Look for the word "errors" in the material below. Copy each line that has it.

_RECORDS TO USE:_
.....
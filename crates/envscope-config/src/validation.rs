//! Config validation.
//!
//! Variable names are checked up front so that a typo in the config file is
//! reported before any process is started.

use tracing::debug;

use crate::errors::ConfigError;
use crate::types::EnvscopeConfig;

/// Whether `name` is a portable environment variable name: non-empty, ASCII
/// alphanumerics and underscores only, not starting with a digit.
pub fn is_valid_env_name(name: &str) -> bool {
    !name.is_empty()
        && name.chars().all(|c| c.is_ascii_alphanumeric() || c == '_')
        && !name.starts_with(|c: char| c.is_ascii_digit())
}

fn check_name(name: &str, context: &str) -> Result<(), ConfigError> {
    if is_valid_env_name(name) {
        Ok(())
    } else {
        Err(ConfigError::InvalidConfiguration {
            message: format!("invalid environment variable name {:?} in {}", name, context),
        })
    }
}

pub fn validate_config(config: &EnvscopeConfig) -> Result<(), ConfigError> {
    if let Some(names) = config.launcher.raw_intermediary_env() {
        for name in names {
            check_name(name, "launcher.intermediary_env")?;
        }
    }

    if let Some(command) = config.launcher.intermediary()
        && command.first().is_none_or(|program| program.trim().is_empty())
    {
        return Err(ConfigError::InvalidConfiguration {
            message: "launcher.intermediary must name a program".to_string(),
        });
    }

    check_name(config.bundles.roots_var(), "bundles.roots_var")?;
    check_name(config.bundles.config_var(), "bundles.config_var")?;

    for (target_name, target) in &config.targets {
        if target_name.trim().is_empty() {
            return Err(ConfigError::InvalidConfiguration {
                message: "target names must not be empty".to_string(),
            });
        }

        let context = format!("targets.{}", target_name);

        if let Some(executable) = &target.executable
            && executable.trim().is_empty()
        {
            return Err(ConfigError::InvalidConfiguration {
                message: format!("{}.executable must not be empty", context),
            });
        }

        if let Some(var) = &target.executable_var {
            check_name(var, &format!("{}.executable_var", context))?;
        }

        for name in &target.environment.pass {
            check_name(name, &format!("{}.environment.pass", context))?;
        }

        for name in target.environment.set.keys() {
            check_name(name, &format!("{}.environment.set", context))?;
        }
    }

    debug!(
        event = "config.validation_completed",
        targets = config.targets.len()
    );

    Ok(())
}
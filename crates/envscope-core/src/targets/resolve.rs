use std::path::{Path, PathBuf};

use tracing::{debug, info, warn};

use super::errors::TargetError;
use super::types::TargetDefinition;
use crate::env::Environment;

/// Locate the executable for `target` using `env` (normally the
/// intermediary's own environment).
///
/// Resolution order:
/// 1. the target's override variable, if set and the path exists;
/// 2. the executable name on `env`'s `PATH`;
/// 3. the fallback install paths, in order.
pub fn resolve_executable(
    target: &TargetDefinition,
    env: &Environment,
    cwd: &Path,
) -> Result<PathBuf, TargetError> {
    let mut tried = Vec::new();

    if let Some(var) = target.executable_var() {
        tried.push(format!("${}", var));
        if let Some(value) = env.get(var).map(str::trim)
            && !value.is_empty()
        {
            let explicit = PathBuf::from(value);
            if explicit.exists() {
                info!(
                    event = "core.targets.resolve_completed",
                    target = target.name(),
                    source = "variable",
                    path = %explicit.display()
                );
                return Ok(explicit);
            }
            warn!(
                event = "core.targets.resolve_variable_missing",
                target = target.name(),
                var = var,
                path = %explicit.display()
            );
        }
    }

    tried.push(format!("{} on PATH", target.executable()));
    match which::which_in(target.executable(), env.get_os("PATH"), cwd) {
        Ok(found) => {
            info!(
                event = "core.targets.resolve_completed",
                target = target.name(),
                source = "path",
                path = %found.display()
            );
            return Ok(found);
        }
        Err(e) => {
            debug!(
                event = "core.targets.resolve_path_failed",
                target = target.name(),
                error = %e
            );
        }
    }

    for candidate in target.fallback_paths() {
        tried.push(candidate.display().to_string());
        if candidate.exists() {
            info!(
                event = "core.targets.resolve_completed",
                target = target.name(),
                source = "fallback",
                path = %candidate.display()
            );
            return Ok(candidate.clone());
        }
    }

    Err(TargetError::ExecutableNotFound {
        target: target.name().to_string(),
        tried: tried.join(", "),
    })
}

#[cfg(test)]
mod tests {
    use super::*;

    #[cfg(unix)]
    fn make_executable(dir: &Path, name: &str) -> PathBuf {
        use std::os::unix::fs::PermissionsExt;

        let path = dir.join(name);
        std::fs::write(&path, "#!/bin/sh\nexit 0\n").unwrap();
        std::fs::set_permissions(&path, std::fs::Permissions::from_mode(0o755)).unwrap();
        path
    }

    #[test]
    fn test_override_variable_wins() {
        let dir = tempfile::tempdir().unwrap();
        let exe = dir.path().join("Code.exe");
        std::fs::write(&exe, "").unwrap();

        let target = TargetDefinition::new("vscode", "code").with_executable_var("VSCODE_EXE");
        let env: Environment = [("VSCODE_EXE", exe.display().to_string())]
            .into_iter()
            .collect();

        let resolved = resolve_executable(&target, &env, dir.path()).unwrap();
        assert_eq!(resolved, exe);
    }

    #[cfg(unix)]
    #[test]
    fn test_found_on_snapshot_path() {
        let dir = tempfile::tempdir().unwrap();
        let exe = make_executable(dir.path(), "fake-editor");

        let target = TargetDefinition::new("fake", "fake-editor");
        let env: Environment = [("PATH", dir.path().display().to_string())]
            .into_iter()
            .collect();

        let resolved = resolve_executable(&target, &env, dir.path()).unwrap();
        assert_eq!(resolved, exe);
    }

    #[cfg(unix)]
    #[test]
    fn test_missing_override_falls_back_to_path() {
        let dir = tempfile::tempdir().unwrap();
        let exe = make_executable(dir.path(), "fake-editor");

        let target =
            TargetDefinition::new("fake", "fake-editor").with_executable_var("FAKE_EXE");
        let env: Environment = [
            ("FAKE_EXE", "/definitely/not/here".to_string()),
            ("PATH", dir.path().display().to_string()),
        ]
        .into_iter()
        .collect();

        assert_eq!(resolve_executable(&target, &env, dir.path()).unwrap(), exe);
    }

    #[test]
    fn test_fallback_path_used() {
        let dir = tempfile::tempdir().unwrap();
        let fallback = dir.path().join("Code.exe");
        std::fs::write(&fallback, "").unwrap();

        let target = TargetDefinition::new("vscode", "envscope-no-such-binary")
            .with_fallback_paths(vec![dir.path().join("missing.exe"), fallback.clone()]);

        let resolved = resolve_executable(&target, &Environment::default(), dir.path()).unwrap();
        assert_eq!(resolved, fallback);
    }

    #[test]
    fn test_not_found_lists_attempts() {
        let dir = tempfile::tempdir().unwrap();
        let target = TargetDefinition::new("vscode", "envscope-no-such-binary")
            .with_executable_var("VSCODE_EXE")
            .with_fallback_paths(vec![dir.path().join("missing.exe")]);

        let err = resolve_executable(&target, &Environment::default(), dir.path()).unwrap_err();
        let msg = err.to_string();
        assert!(msg.contains("$VSCODE_EXE"));
        assert!(msg.contains("envscope-no-such-binary on PATH"));
        assert!(msg.contains("missing.exe"));
    }
}
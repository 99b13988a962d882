use envscope_core::{Environment, EnvscopeError, LaunchResult, LauncherRequest};
use tracing::{error, info, warn};

use super::snapshot_summary;

pub(crate) fn handle_launch(request: &LauncherRequest, snapshot: &Environment) -> i32 {
    info!(
        event = "cli.launch_started",
        target = %request.target,
        inherit_env = request.inherit_env,
        arg_count = request.args.len()
    );

    match envscope_core::run_launcher(request, snapshot) {
        Ok(result) => {
            if let LaunchResult::Signaled(signal) = result {
                warn!(
                    event = "cli.launch_signaled",
                    target = %request.target,
                    signal = signal
                );
            }
            info!(
                event = "cli.launch_completed",
                target = %request.target,
                exit_code = result.exit_code()
            );
            result.exit_code()
        }
        Err(e) => {
            eprintln!("❌ Failed to launch '{}': {}", request.target, e);
            if e.is_user_error() {
                warn!(
                    event = "cli.launch_failed",
                    target = %request.target,
                    error_code = e.error_code(),
                    error = %e
                );
            } else {
                error!(
                    event = "cli.launch_failed",
                    target = %request.target,
                    error_code = e.error_code(),
                    error = %e
                );
            }
            e.exit_code()
        }
    }
}

pub(crate) fn handle_dry_run(request: &LauncherRequest, snapshot: &Environment) -> i32 {
    match envscope_core::plan_launch(request, snapshot) {
        Ok(plan) => {
            let spec = &plan.intermediary;
            println!("Target:       {}", plan.target.name());
            println!("Intermediary: {}", spec.program().display());
            println!("Arguments:    {:?}", spec.args());
            println!("Mode:         {}", spec.mode());
            println!("Environment:  {}", snapshot_summary(spec.environment()));
            info!(
                event = "cli.dry_run_completed",
                target = plan.target.name(),
                env_count = spec.environment().len()
            );
            0
        }
        Err(e) => {
            eprintln!("❌ Failed to plan '{}': {}", request.target, e);
            error!(
                event = "cli.dry_run_failed",
                target = %request.target,
                error_code = e.error_code(),
                error = %e
            );
            e.exit_code()
        }
    }
}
.....
_ANSWER SECTION:_
use crate::errors::ConfigError;
use super::errors::TargetError;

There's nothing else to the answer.